Raposo enjoyed doing animation voicework. Other forays of his into the craft included both the tenor singing role of “master pickler” Gil Gickler in DePatie-Freleng’s Dr. Seuss cartoon program Pontoffel Pock, Where Are You? and Gickler’s spoken dialogue. Raposo also performed at least three other character voices in the cartoon, including a Groogen musician whose “flugel bugle” is destroyed by Pontoffel in an attack flyover, the ancient Senior Fairy above McGillicuddy who oversees the fairy squadron’s worldwide search for the missing Pock and his piano, and an angry Groogen dairywoman spilt milk upon by a too-close fly-by of Pontoffel’s. In the 1970s, Raposo wrote original music for the animated film Raggedy Ann & Andy: A Musical Adventure. He later teamed with William Gibson (The Miracle Worker) to create a stage musical about Raggedy Ann. The musical was the first theatre company production from the United States to perform in the Soviet Union upon resumption of cultural relations between the two countries. It later had a brief run on Broadway in 1986.
Raposo collaborated with Sheldon Harnick (Fiddler on the Roof) on a musical adaptation of the 1946 film It’s a Wonderful Life which was first performed at the University of Michigan in 1986.

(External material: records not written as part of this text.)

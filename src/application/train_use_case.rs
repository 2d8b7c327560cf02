// ============================================================
// Layer 2 — TrainUseCase
// ============================================================
// Orchestrates the full training pipeline in order:
//
//   Step 1: Load transform statistics      (Layer 6 - infra)
//   Step 2: Read transformed shards        (Layer 4 - data)
//   Step 3: Pick hyperparameters           (tuner file or defaults)
//   Step 4: Run training loop              (Layer 5 - ml)
//   Step 5: Save a new model version with
//           statistics + config alongside  (Layer 6 - infra)
//
// Reference: Burn Book §5 (Training)

use anyhow::{bail, Result};
use serde::{Deserialize, Serialize};
use std::path::PathBuf;

use crate::application::{save_json, tune_use_case::load_best_hyperparameters};
use crate::data::{dataset::{PlacementDataset, PlacementItem}, shards::ShardReader, transform::TransformStats};
use crate::domain::{
    hyperparams::HyperParameters,
    record::TransformedRecord,
    schema::FeatureSchema,
    traits::RecordSource,
};
use crate::infra::{
    checkpoint::ModelStore,
    metrics::{EpochMetrics, MetricsLogger},
    transform_store::TransformStore,
    versions,
};
use crate::ml::trainer::{run_training, TrainSettings};

// ─── Training Configuration ──────────────────────────────────────────────────
// Serialisable so it is saved next to the model version it produced.
#[derive(Debug, Clone, Serialize, Deserialize)]
pub struct TrainConfig {
    /// Output directory of the transform stage
    pub transform_dir:        String,
    pub serving_model_dir:    String,
    /// `best_hyperparameters.json` from a tuning run
    pub hyperparameters_file: Option<String>,
    /// Per-run metrics CSVs are written below this directory
    pub log_dir:              String,
    pub epochs:               usize,
    pub batch_size:           usize,
    pub patience:             usize,
    pub seed:                 u64,
    pub num_workers:          usize,
    pub train_steps:          Option<usize>,
    pub eval_steps:           Option<usize>,
}

impl Default for TrainConfig {
    fn default() -> Self {
        let loop_defaults = TrainSettings::default();
        Self {
            transform_dir:        "output/transform".to_string(),
            serving_model_dir:    "output/serving_model".to_string(),
            hyperparameters_file: None,
            log_dir:              "output/logs".to_string(),
            epochs:               loop_defaults.epochs,
            batch_size:           loop_defaults.batch_size,
            patience:             loop_defaults.patience,
            seed:                 loop_defaults.seed,
            num_workers:          loop_defaults.num_workers,
            train_steps:          None,
            eval_steps:           None,
        }
    }
}

impl TrainConfig {
    pub fn settings(&self) -> TrainSettings {
        TrainSettings {
            epochs:      self.epochs,
            batch_size:  self.batch_size,
            patience:    self.patience,
            seed:        self.seed,
            num_workers: self.num_workers,
            train_steps: self.train_steps,
            eval_steps:  self.eval_steps,
        }
    }
}

// ─── Transformed splits ──────────────────────────────────────────────────────
/// Both splits of the latest transform version, ready for batching.
pub struct TransformedSplits {
    pub version: String,
    pub stats:   TransformStats,
    pub train:   Vec<PlacementItem>,
    pub eval:    Vec<PlacementItem>,
}

impl TransformedSplits {
    pub fn load(transform_dir: &str) -> Result<Self> {
        let store   = TransformStore::new(transform_dir);
        let version = store.latest_version()?;
        let stats   = store.load_stats(&version)?;
        tracing::info!("Using transform version '{}'", version);

        let train = read_items(store.examples_dir(&version, "train"))?;
        let eval  = read_items(store.examples_dir(&version, "eval"))?;
        if train.is_empty() {
            bail!("training split of transform version '{version}' is empty");
        }
        if eval.is_empty() {
            bail!("evaluation split of transform version '{version}' is empty");
        }
        tracing::info!("Loaded {} train / {} eval records", train.len(), eval.len());

        Ok(Self { version, stats, train, eval })
    }
}

fn read_items(dir: PathBuf) -> Result<Vec<PlacementItem>> {
    let schema  = FeatureSchema::placement();
    let reader  = ShardReader::new(&[dir]);
    let records = <ShardReader as RecordSource<TransformedRecord>>::load_all(&reader)?;
    records
        .iter()
        .map(|r| PlacementItem::from_record(r, &schema))
        .collect()
}

// ─── TrainUseCase ─────────────────────────────────────────────────────────────
/// What one training run produced.
#[derive(Debug, Clone)]
pub struct TrainReport {
    pub model_version:   String,
    pub hyperparameters: HyperParameters,
    pub final_metrics:   Option<EpochMetrics>,
    pub epochs_run:      usize,
    pub stopped_early:   bool,
}

pub struct TrainUseCase {
    config: TrainConfig,
}

impl TrainUseCase {
    pub fn new(config: TrainConfig) -> Self {
        Self { config }
    }

    /// Execute the full training pipeline end to end
    pub fn execute(&self) -> Result<TrainReport> {
        let cfg = &self.config;

        // ── Steps 1 + 2: Statistics and transformed shards ────────────────────
        let splits = TransformedSplits::load(&cfg.transform_dir)?;

        // ── Step 3: Hyperparameters ───────────────────────────────────────────
        let hyperparameters = match &cfg.hyperparameters_file {
            Some(path) => {
                tracing::info!("Using tuned hyperparameters from '{}'", path);
                load_best_hyperparameters(path)?
            }
            None => {
                tracing::info!("No tuning result given; using default hyperparameters");
                HyperParameters::default()
            }
        };
        hyperparameters.validate()?;

        // ── Step 4: Train ─────────────────────────────────────────────────────
        let (_, log_dir) = versions::create_version_dir(&PathBuf::from(&cfg.log_dir))?;
        let metrics = MetricsLogger::new(&log_dir)?;

        let outcome = run_training(
            &cfg.settings(),
            &hyperparameters,
            PlacementDataset::new(splits.train),
            PlacementDataset::new(splits.eval),
            Some(&metrics),
        )?;

        // ── Step 5: Persist the model version ─────────────────────────────────
        let store   = ModelStore::new(&cfg.serving_model_dir);
        let version = store.save(&outcome.model, &outcome.config, Some(&splits.stats))?;
        save_json(&store.version_dir(&version).join("train_config.json"), cfg)?;

        tracing::info!(
            "Training complete: model version '{}' ({} epochs{}), metrics in '{}'",
            version,
            outcome.history.len(),
            if outcome.stopped_early { ", stopped early" } else { "" },
            metrics.csv_path().display(),
        );

        Ok(TrainReport {
            model_version:   version,
            hyperparameters,
            final_metrics:   outcome.final_metrics().cloned(),
            epochs_run:      outcome.history.len(),
            stopped_early:   outcome.stopped_early,
        })
    }
}

#[cfg(test)]
mod tests {
    use super::*;
    use crate::application::{
        test_support::write_raw_corpus,
        transform_use_case::{TransformConfig, TransformUseCase},
    };

    fn transformed(dir: &std::path::Path) -> String {
        let raw = write_raw_corpus(dir, 40);
        let out = dir.join("transform");
        TransformUseCase::new(TransformConfig {
            train_data: vec![raw.to_string_lossy().into_owned()],
            output_dir: out.to_string_lossy().into_owned(),
            ..Default::default()
        })
        .execute()
        .unwrap();
        out.to_string_lossy().into_owned()
    }

    fn quick_config(dir: &std::path::Path, transform_dir: String) -> TrainConfig {
        TrainConfig {
            transform_dir,
            serving_model_dir: dir.join("serving_model").to_string_lossy().into_owned(),
            log_dir:           dir.join("logs").to_string_lossy().into_owned(),
            epochs:            2,
            batch_size:        8,
            ..Default::default()
        }
    }

    #[test]
    fn test_train_saves_version_with_stats_and_config() {
        let dir    = tempfile::tempdir().unwrap();
        let config = quick_config(dir.path(), transformed(dir.path()));
        let report = TrainUseCase::new(config.clone()).execute().unwrap();

        assert_eq!(report.epochs_run, 2);
        assert_eq!(report.hyperparameters, HyperParameters::default());

        let store = ModelStore::new(&config.serving_model_dir);
        assert_eq!(store.latest_version().unwrap(), report.model_version);
        let version_dir = store.version_dir(&report.model_version);
        assert!(version_dir.join("train_config.json").is_file());
        assert!(store.load_stats(&report.model_version).unwrap().is_some());
    }

    #[test]
    fn test_tuned_hyperparameters_are_used() {
        let dir    = tempfile::tempdir().unwrap();
        let hp_file = dir.path().join("best_hyperparameters.json");
        std::fs::write(
            &hp_file,
            r#"{"values": {"embedding_dim": 4, "unit_1": 256}, "score": 0.9, "trials": []}"#,
        )
        .unwrap();

        let mut config = quick_config(dir.path(), transformed(dir.path()));
        config.epochs = 1;
        config.hyperparameters_file = Some(hp_file.to_string_lossy().into_owned());

        let report = TrainUseCase::new(config).execute().unwrap();
        assert_eq!(report.hyperparameters.embedding_dim, 4);
        assert_eq!(report.hyperparameters.unit_1, 256);
        assert_eq!(report.hyperparameters.unit_2, 64);
    }

    #[test]
    fn test_missing_transform_output_is_fatal() {
        let dir    = tempfile::tempdir().unwrap();
        let config = quick_config(dir.path(), dir.path().join("none").to_string_lossy().into_owned());
        assert!(TrainUseCase::new(config).execute().is_err());
    }
}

The HBO animated adaptation of Madeline, for which Raposo composed the music and songs (with writer/lyricist Judy Rothman), aired four months after Raposo’s death; the cartoon The Smoggies, for which Raposo wrote the theme song, premiered in Canada. Raposo died on February 5, 1989, at age 51 in Bronxville, New York of non-Hodgkin lymphoma, just three days before his 52nd birthday. He was survived by his four children and by his parents. His grave is located at Union Cemetery in Chatham, MA. Raposo’s songwriting tended toward wistful introspections on life and nature. Primarily celebrated for his bright, uptempo major key compositions, he also showed skill at arranging original blues and jazz pieces in minor key and often took sudden melancholy lyrical detours in the midst of otherwise cheerful songs. Unlike his children’s television scoring contemporaries, Raposo exhibited an uncommonly broad grasp of compositional styles. Raposo was classically trained as a conductor. Most overtly, however, Joe Raposo’s sonic trademark was his seemingly obsessive, and often exhaustively authentic, live replication of the tonal quality and exact playback cadence of the 20th-century self-operating player piano when composing for and performing on a grand, baby grand or upright piano.
My collection includes the following works by Joe Raposo:
Sesame Street: Theme, Sing, ABC-DEF-GHI, Somebody Come and Play, and Bein’ Green.